| Requirement |
Using the entries below, output exactly the lines from the one containing "return false;" through the final line, both included, and no others.

| Task input |

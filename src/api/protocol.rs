//! HTTP API Protocol
//!
//! Endpoints served by every node and the JSON bodies they exchange. The
//! dashboard in the `ui` crate speaks the same shapes.

use crate::executor::types::WorkId;
use crate::membership::types::NodeId;
use crate::workmanager::capacity::CapacityEntry;
use crate::workmanager::statistics::StatisticsSnapshot;

use serde::{Deserialize, Serialize};

// --- API Endpoints ---

/// Runs a work and answers once it has completed.
pub const ENDPOINT_DO_WORK: &str = "/work/do";
/// Answers once the work has started.
pub const ENDPOINT_START_WORK: &str = "/work/start";
/// Answers once the work has been accepted.
pub const ENDPOINT_SCHEDULE_WORK: &str = "/work/schedule";
pub const ENDPOINT_STATS: &str = "/stats";
pub const ENDPOINT_CAPACITY: &str = "/capacity";
pub const ENDPOINT_MEMBERS: &str = "/members";
/// Followed by `/:node`.
pub const ENDPOINT_PING: &str = "/ping";

// --- Data Transfer Objects ---

/// Outcome of one submission.
#[derive(Debug, Clone, Serialize, Deserialize)]
pub struct SubmitWorkResponse {
    pub work_id: WorkId,
    pub accepted: bool,
    /// Only set by `/work/start`.
    #[serde(default, skip_serializing_if = "Option::is_none")]
    pub start_delay_ms: Option<u64>,
    #[serde(default, skip_serializing_if = "Option::is_none")]
    pub error: Option<String>,
}

#[derive(Debug, Clone, Serialize, Deserialize)]
pub struct NodeStatistics {
    pub node: NodeId,
    pub counters: StatisticsSnapshot,
}

#[derive(Debug, Clone, Serialize, Deserialize)]
pub struct StatsResponse {
    pub local_node: NodeId,
    pub replication_enabled: bool,
    /// Sum over every node known here.
    pub aggregate: StatisticsSnapshot,
    pub nodes: Vec<NodeStatistics>,
}

#[derive(Debug, Clone, Serialize, Deserialize)]
pub struct CapacityResponse {
    pub entries: Vec<CapacityEntry>,
}

#[derive(Debug, Clone, Serialize, Deserialize)]
pub struct MembersResponse {
    pub local_node: NodeId,
    pub members: Vec<NodeId>,
}

#[derive(Debug, Clone, Serialize, Deserialize)]
pub struct PingResponse {
    pub node: NodeId,
    #[serde(default, skip_serializing_if = "Option::is_none")]
    pub rtt_micros: Option<u64>,
    #[serde(default, skip_serializing_if = "Option::is_none")]
    pub error: Option<String>,
}
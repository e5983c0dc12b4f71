use anyhow::Result;
use dashmap::DashMap;
use parking_lot::Mutex;
use std::sync::Arc;
use std::time::Instant;
use std::{net::SocketAddr, time::Duration};
use tokio::net::UdpSocket;
use tokio::sync::{RwLock, watch};
use tokio::task::JoinHandle;
use tracing::info;

use super::types::{GossipMessage, Node, NodeId, NodeState};

const GOSSIP_INTERVAL: Duration = Duration::from_millis(500);
const FAILURE_DETECTION_INTERVAL: Duration = Duration::from_secs(2);
const SUSPECT_TIMEOUT: Duration = Duration::from_secs(5);
const DEAD_TIMEOUT: Duration = Duration::from_secs(10);

/// Gossip-based membership for the UDP substrate.
///
/// Every change of the alive member set is published on a `watch` channel so
/// the RPC channel can hand full views to the transport.
pub struct MembershipService {
    pub local_node: Node,
    pub members: Arc<DashMap<NodeId, Node>>,
    socket: Arc<UdpSocket>,
    incarnation: Arc<RwLock<u64>>,
    view_tx: watch::Sender<Vec<Node>>,
    tasks: Mutex<Vec<JoinHandle<()>>>,
}
//! Membership View
//!
//! The set of node ids the work manager currently knows about. It is only
//! mutated from join/leave notifications delivered by the transport.

use super::types::NodeId;

use parking_lot::RwLock;
use std::collections::BTreeSet;

#[derive(Debug, Default)]
pub struct MembershipView {
    members: RwLock<BTreeSet<NodeId>>,
}

impl MembershipView {
    pub fn new() -> Self {
        Self::default()
    }

    /// Returns `true` if the member was not known before.
    pub fn insert(&self, node: &NodeId) -> bool {
        self.members.write().insert(node.clone())
    }

    /// Returns `true` if the member was known.
    pub fn remove(&self, node: &NodeId) -> bool {
        self.members.write().remove(node)
    }

    pub fn contains(&self, node: &NodeId) -> bool {
        self.members.read().contains(node)
    }

    /// All members in id order, including the local node.
    pub fn members(&self) -> Vec<NodeId> {
        self.members.read().iter().cloned().collect()
    }

    /// All members except `local`, in id order.
    pub fn peers(&self, local: &NodeId) -> Vec<NodeId> {
        self.members
            .read()
            .iter()
            .filter(|id| *id != local)
            .cloned()
            .collect()
    }

    pub fn len(&self) -> usize {
        self.members.read().len()
    }

    pub fn is_empty(&self) -> bool {
        self.members.read().is_empty()
    }
}
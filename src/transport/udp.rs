//! UDP Substrate
//!
//! Work-manager traffic travels on its own socket (the member's `rpc_addr`),
//! next to the gossip socket owned by [`MembershipService`]. Each datagram is
//! a bincode-encoded [`Datagram`]; replies are matched to requests through a
//! correlation id. Membership views come from the gossip service's watch
//! channel and are handed to the transport as `(id, rpc_addr)` pairs.

use super::channel::{GroupChannel, InboundHandler};
use crate::error::ChannelError;
use crate::membership::service::MembershipService;
use crate::membership::types::NodeId;

use async_trait::async_trait;
use dashmap::DashMap;
use parking_lot::Mutex;
use serde::{Deserialize, Serialize};
use std::net::SocketAddr;
use std::sync::Arc;
use std::sync::atomic::{AtomicU64, Ordering};
use std::time::Duration;
use tokio::net::UdpSocket;
use tokio::sync::oneshot;
use tokio::task::JoinHandle;

const MAX_DATAGRAM: usize = 65507;

#[derive(Debug, Serialize, Deserialize)]
enum Datagram {
    Request {
        id: u64,
        op: u16,
        body: Vec<u8>,
        expects_reply: bool,
    },
    Reply {
        id: u64,
        result: Result<Vec<u8>, String>,
    },
}

type PendingReply = oneshot::Sender<Result<Vec<u8>, String>>;

pub struct UdpChannel {
    membership: Arc<MembershipService>,
    socket: Arc<UdpSocket>,
    local_id: NodeId,
    local_address: SocketAddr,
    next_id: AtomicU64,
    pending: Arc<DashMap<u64, PendingReply>>,
    tasks: Mutex<Vec<JoinHandle<()>>>,
}

impl UdpChannel {
    /// Binds the RPC socket advertised by the membership service.
    pub async fn bind(membership: Arc<MembershipService>) -> anyhow::Result<Arc<Self>> {
        let socket = UdpSocket::bind(membership.local_node.rpc_addr).await?;
        let local_address = socket.local_addr()?;

        tracing::info!("RPC channel listening on {}", local_address);

        Ok(Arc::new(Self {
            local_id: membership.local_node.id.clone(),
            membership,
            socket: Arc::new(socket),
            local_address,
            next_id: AtomicU64::new(1),
            pending: Arc::new(DashMap::new()),
            tasks: Mutex::new(Vec::new()),
        }))
    }

    async fn send_datagram(&self, target: &SocketAddr, datagram: &Datagram) -> Result<(), ChannelError> {
        let encoded = bincode::serialize(datagram)?;
        if encoded.len() > MAX_DATAGRAM {
            return Err(ChannelError::Remote(format!(
                "datagram of {} bytes exceeds the UDP limit",
                encoded.len()
            )));
        }
        self.socket.send_to(&encoded, target).await?;
        Ok(())
    }

    async fn receive_loop(
        socket: Arc<UdpSocket>,
        pending: Arc<DashMap<u64, PendingReply>>,
        handler: Arc<dyn InboundHandler<SocketAddr>>,
    ) {
        let mut buf = vec![0u8; MAX_DATAGRAM];

        loop {
            let (len, src) = match socket.recv_from(&mut buf).await {
                Ok(received) => received,
                Err(e) => {
                    tracing::error!("Failed to receive RPC packet: {}", e);
                    tokio::time::sleep(Duration::from_millis(100)).await;
                    continue;
                }
            };

            match bincode::deserialize::<Datagram>(&buf[..len]) {
                Ok(Datagram::Request {
                    id,
                    op,
                    body,
                    expects_reply,
                }) => {
                    let socket = socket.clone();
                    let handler = handler.clone();

                    tokio::spawn(async move {
                        let result = handler
                            .on_request(op, body)
                            .await
                            .map_err(|e| e.to_string());

                        if !expects_reply {
                            if let Err(e) = result {
                                tracing::warn!("One-way op {} from {} failed: {}", op, src, e);
                            }
                            return;
                        }

                        let reply = Datagram::Reply { id, result };
                        match bincode::serialize(&reply) {
                            Ok(encoded) => {
                                if let Err(e) = socket.send_to(&encoded, src).await {
                                    tracing::warn!("Failed to send reply to {}: {}", src, e);
                                }
                            }
                            Err(e) => tracing::error!("Failed to serialize reply: {}", e),
                        }
                    });
                }
                Ok(Datagram::Reply { id, result }) => match pending.remove(&id) {
                    Some((_, waiter)) => {
                        let _ = waiter.send(result);
                    }
                    None => tracing::debug!("Late reply {} from {} dropped", id, src),
                },
                Err(e) => tracing::warn!("Failed to deserialize RPC packet from {}: {}", src, e),
            }
        }
    }
}

#[async_trait]
impl GroupChannel for UdpChannel {
    type Address = SocketAddr;

    fn local_id(&self) -> NodeId {
        self.local_id.clone()
    }

    fn local_address(&self) -> SocketAddr {
        self.local_address
    }

    async fn connect(&self, handler: Arc<dyn InboundHandler<SocketAddr>>) -> Result<(), ChannelError> {
        let receive_handle = tokio::spawn(Self::receive_loop(
            self.socket.clone(),
            self.pending.clone(),
            handler.clone(),
        ));

        let mut view_rx = self.membership.subscribe();
        let view_handle = tokio::spawn(async move {
            loop {
                let members: Vec<(NodeId, SocketAddr)> = view_rx
                    .borrow_and_update()
                    .iter()
                    .map(|node| (node.id.clone(), node.rpc_addr))
                    .collect();
                handler.on_view(members);

                if view_rx.changed().await.is_err() {
                    break;
                }
            }
        });

        self.tasks.lock().extend([receive_handle, view_handle]);
        Ok(())
    }

    async fn close(&self) {
        for handle in self.tasks.lock().drain(..) {
            handle.abort();
        }
        self.pending.clear();
        tracing::info!("RPC channel on {} closed", self.local_address);
    }

    async fn send_request(
        &self,
        target: &SocketAddr,
        op: u16,
        body: Vec<u8>,
        timeout: Duration,
    ) -> Result<Vec<u8>, ChannelError> {
        let id = self.next_id.fetch_add(1, Ordering::Relaxed);
        let (tx, rx) = oneshot::channel();
        self.pending.insert(id, tx);

        let request = Datagram::Request {
            id,
            op,
            body,
            expects_reply: true,
        };
        if let Err(e) = self.send_datagram(target, &request).await {
            self.pending.remove(&id);
            return Err(e);
        }

        match tokio::time::timeout(timeout, rx).await {
            Ok(Ok(Ok(bytes))) => Ok(bytes),
            Ok(Ok(Err(message))) => Err(ChannelError::Remote(message)),
            Ok(Err(_)) => Err(ChannelError::Closed),
            Err(_) => {
                self.pending.remove(&id);
                Err(ChannelError::Timeout(timeout))
            }
        }
    }

    async fn send_one_way(&self, target: &SocketAddr, op: u16, body: Vec<u8>) -> Result<(), ChannelError> {
        let id = self.next_id.fetch_add(1, Ordering::Relaxed);
        let request = Datagram::Request {
            id,
            op,
            body,
            expects_reply: false,
        };
        self.send_datagram(target, &request).await
    }
}
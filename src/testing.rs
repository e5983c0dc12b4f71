//! Test doubles and a loopback cluster builder shared by the module tests.

use crate::config::WorkManagerConfig;
use crate::error::{ChannelError, WorkError};
use crate::executor::types::Work;
use crate::executor::{LocalExecutor, OutcomeHook};
use crate::membership::types::NodeId;
use crate::transport::Transport;
use crate::transport::loopback::{LoopbackChannel, LoopbackNetwork};
use crate::transport::remote::RemoteTransport;
use crate::workmanager::manager::DistributedWorkManager;
use crate::workmanager::notification::NotificationListener;
use crate::workmanager::policy::Policy;
use crate::workmanager::selector::{ClusterView, Selector};
use crate::workmanager::statistics::Counter;

use async_trait::async_trait;
use parking_lot::Mutex;
use std::sync::atomic::{AtomicBool, AtomicU64, AtomicUsize, Ordering};
use std::sync::{Arc, Weak};
use std::time::Duration;

/// Executor that counts submissions and runs nothing.
pub struct RecordingExecutor {
    pub do_calls: AtomicUsize,
    pub start_calls: AtomicUsize,
    pub schedule_calls: AtomicUsize,
    pub short_free: AtomicU64,
    pub long_free: AtomicU64,
    pub reject: AtomicBool,
    pub fail: AtomicBool,
    pub executed: Mutex<Vec<Work>>,
    delay: Mutex<Duration>,
    on_admission: Mutex<Option<AdmissionHook>>,
}

type AdmissionHook = Box<dyn Fn(&Work) + Send + Sync>;

impl RecordingExecutor {
    pub fn new(short_free: u64, long_free: u64) -> Arc<Self> {
        Arc::new(Self {
            do_calls: AtomicUsize::new(0),
            start_calls: AtomicUsize::new(0),
            schedule_calls: AtomicUsize::new(0),
            short_free: AtomicU64::new(short_free),
            long_free: AtomicU64::new(long_free),
            reject: AtomicBool::new(false),
            fail: AtomicBool::new(false),
            executed: Mutex::new(Vec::new()),
            delay: Mutex::new(Duration::ZERO),
            on_admission: Mutex::new(None),
        })
    }

    /// Every submission takes `delay` before it is admitted.
    pub fn set_delay(&self, delay: Duration) {
        *self.delay.lock() = delay;
    }

    /// Runs `hook` whenever a submission reaches this executor.
    pub fn on_admission<F>(&self, hook: F)
    where
        F: Fn(&Work) + Send + Sync + 'static,
    {
        *self.on_admission.lock() = Some(Box::new(hook));
    }

    pub fn submissions(&self) -> usize {
        self.do_calls.load(Ordering::SeqCst)
            + self.start_calls.load(Ordering::SeqCst)
            + self.schedule_calls.load(Ordering::SeqCst)
    }

    async fn admit(&self, work: Work, on_complete: OutcomeHook) -> Result<(), WorkError> {
        if let Some(hook) = self.on_admission.lock().as_ref() {
            hook(&work);
        }

        let delay = *self.delay.lock();
        if !delay.is_zero() {
            tokio::time::sleep(delay).await;
        }

        if self.reject.load(Ordering::SeqCst) {
            return Err(WorkError::Rejected {
                reason: "test executor rejects everything".to_string(),
            });
        }

        self.executed.lock().push(work);
        let success = !self.fail.load(Ordering::SeqCst);
        on_complete(success);

        if success {
            Ok(())
        } else {
            Err(WorkError::Failed("test executor fails everything".to_string()))
        }
    }
}

#[async_trait]
impl LocalExecutor for RecordingExecutor {
    async fn do_work(&self, work: Work, on_complete: OutcomeHook) -> Result<(), WorkError> {
        self.do_calls.fetch_add(1, Ordering::SeqCst);
        self.admit(work, on_complete).await
    }

    async fn start_work(&self, work: Work, on_complete: OutcomeHook) -> Result<u64, WorkError> {
        self.start_calls.fetch_add(1, Ordering::SeqCst);
        // Outcome of a started work arrives through the hook only.
        match self.admit(work, on_complete).await {
            Err(WorkError::Failed(_)) | Ok(()) => Ok(0),
            Err(e) => Err(e),
        }
    }

    async fn schedule_work(&self, work: Work, on_complete: OutcomeHook) -> Result<(), WorkError> {
        self.schedule_calls.fetch_add(1, Ordering::SeqCst);
        match self.admit(work, on_complete).await {
            Err(WorkError::Failed(_)) | Ok(()) => Ok(()),
            Err(e) => Err(e),
        }
    }

    fn short_running_free(&self) -> u64 {
        self.short_free.load(Ordering::SeqCst)
    }

    fn long_running_free(&self) -> u64 {
        self.long_free.load(Ordering::SeqCst)
    }
}

/// Policy with a fixed answer that counts how often it was asked.
pub struct CountingPolicy {
    answer: bool,
    pub calls: AtomicUsize,
}

impl CountingPolicy {
    pub fn new(answer: bool) -> Arc<Self> {
        Arc::new(Self {
            answer,
            calls: AtomicUsize::new(0),
        })
    }
}

impl Policy for CountingPolicy {
    fn should_distribute(&self, _work: &Work) -> bool {
        self.calls.fetch_add(1, Ordering::SeqCst);
        self.answer
    }
}

/// Selector that always names the same node and records cluster events.
pub struct FixedSelector {
    target: Option<NodeId>,
    pub calls: AtomicUsize,
    pub joins: Mutex<Vec<NodeId>>,
}

impl FixedSelector {
    pub fn new(target: Option<NodeId>) -> Arc<Self> {
        Arc::new(Self {
            target,
            calls: AtomicUsize::new(0),
            joins: Mutex::new(Vec::new()),
        })
    }
}

impl Selector for FixedSelector {
    fn select(&self, _local: &NodeId, _work: &Work, _cluster: &ClusterView<'_>) -> Option<NodeId> {
        self.calls.fetch_add(1, Ordering::SeqCst);
        self.target.clone()
    }

    fn as_listener(self: Arc<Self>) -> Option<Arc<dyn NotificationListener>> {
        Some(self)
    }
}

impl NotificationListener for FixedSelector {
    fn join(&self, node: &NodeId) {
        self.joins.lock().push(node.clone());
    }
}

/// Transport that records dispatches instead of sending them.
#[derive(Default)]
pub struct MockTransport {
    pub dispatches: Mutex<Vec<(&'static str, NodeId)>>,
    pub deltas: Mutex<Vec<Counter>>,
    /// Capacity broadcasts in send order: `("short" | "long", node, free)`.
    pub capacity_updates: Mutex<Vec<(&'static str, NodeId, u64)>>,
    pub fail: AtomicBool,
    pub attached: AtomicBool,
}

impl MockTransport {
    pub fn new() -> Arc<Self> {
        Arc::new(Self::default())
    }

    pub fn dispatch_count(&self) -> usize {
        self.dispatches.lock().len()
    }

    fn dispatch(&self, op: &'static str, node: &NodeId) -> Result<(), WorkError> {
        self.dispatches.lock().push((op, node.clone()));
        if self.fail.load(Ordering::SeqCst) {
            return Err(WorkError::distribution(
                node,
                ChannelError::Unreachable(node.to_string()),
            ));
        }
        Ok(())
    }
}

#[async_trait]
impl Transport for MockTransport {
    fn attach(&self, _manager: Weak<DistributedWorkManager>) {
        self.attached.store(true, Ordering::SeqCst);
    }

    async fn start(&self) -> Result<(), WorkError> {
        Ok(())
    }

    async fn stop(&self) {}

    async fn ping(&self, _node: &NodeId) -> Result<Duration, WorkError> {
        Ok(Duration::ZERO)
    }

    async fn do_work(&self, node: &NodeId, _work: Work) -> Result<(), WorkError> {
        self.dispatch("do_work", node)
    }

    async fn start_work(&self, node: &NodeId, _work: Work) -> Result<u64, WorkError> {
        self.dispatch("start_work", node).map(|_| 0)
    }

    async fn schedule_work(&self, node: &NodeId, _work: Work) -> Result<(), WorkError> {
        self.dispatch("schedule_work", node)
    }

    async fn get_short_running_free(&self, _node: &NodeId) -> Result<u64, WorkError> {
        Ok(0)
    }

    async fn get_long_running_free(&self, _node: &NodeId) -> Result<u64, WorkError> {
        Ok(0)
    }

    fn update_short_running_free(&self, node: &NodeId, free: u64) {
        self.capacity_updates.lock().push(("short", node.clone(), free));
    }

    fn update_long_running_free(&self, node: &NodeId, free: u64) {
        self.capacity_updates.lock().push(("long", node.clone(), free));
    }

    fn send_delta(&self, _origin: &NodeId, counter: Counter) {
        self.deltas.lock().push(counter);
    }
}

/// One member of a loopback test cluster.
pub struct TestNode {
    pub manager: Arc<DistributedWorkManager>,
    pub executor: Arc<RecordingExecutor>,
    pub transport: Arc<RemoteTransport<LoopbackChannel>>,
}

impl TestNode {
    pub fn id(&self) -> &NodeId {
        self.manager.id()
    }
}

/// Builds, wires and starts one node per name on a shared loopback network.
pub async fn loopback_cluster(
    names: &[&str],
    timeout: Duration,
) -> (Arc<LoopbackNetwork>, Vec<TestNode>) {
    let network = LoopbackNetwork::new();
    let mut nodes = Vec::new();

    for name in names {
        let node = loopback_node(&network, name, timeout);
        node.manager.start().await.expect("loopback transport starts");
        nodes.push(node);
    }

    (network, nodes)
}

/// A wired but not yet started node.
pub fn loopback_node(network: &Arc<LoopbackNetwork>, name: &str, timeout: Duration) -> TestNode {
    let executor = RecordingExecutor::new(4, 2);
    let config = WorkManagerConfig {
        statistics_enabled: true,
        request_timeout: timeout,
    };
    let manager = DistributedWorkManager::new(NodeId::from(name), executor.clone(), config);
    let transport = RemoteTransport::new(network.channel(name), timeout);
    manager.set_transport(transport.clone());

    TestNode {
        manager,
        executor,
        transport,
    }
}

/// Polls `condition` until it holds or `within` elapses.
pub async fn eventually<F>(within: Duration, mut condition: F) -> bool
where
    F: FnMut() -> bool,
{
    let deadline = tokio::time::Instant::now() + within;
    loop {
        if condition() {
            return true;
        }
        if tokio::time::Instant::now() >= deadline {
            return false;
        }
        tokio::time::sleep(Duration::from_millis(10)).await;
    }
}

| Exercise response |
            return false;
        }
        tokio::time::sleep(Duration::from_millis(10)).await;
    }
}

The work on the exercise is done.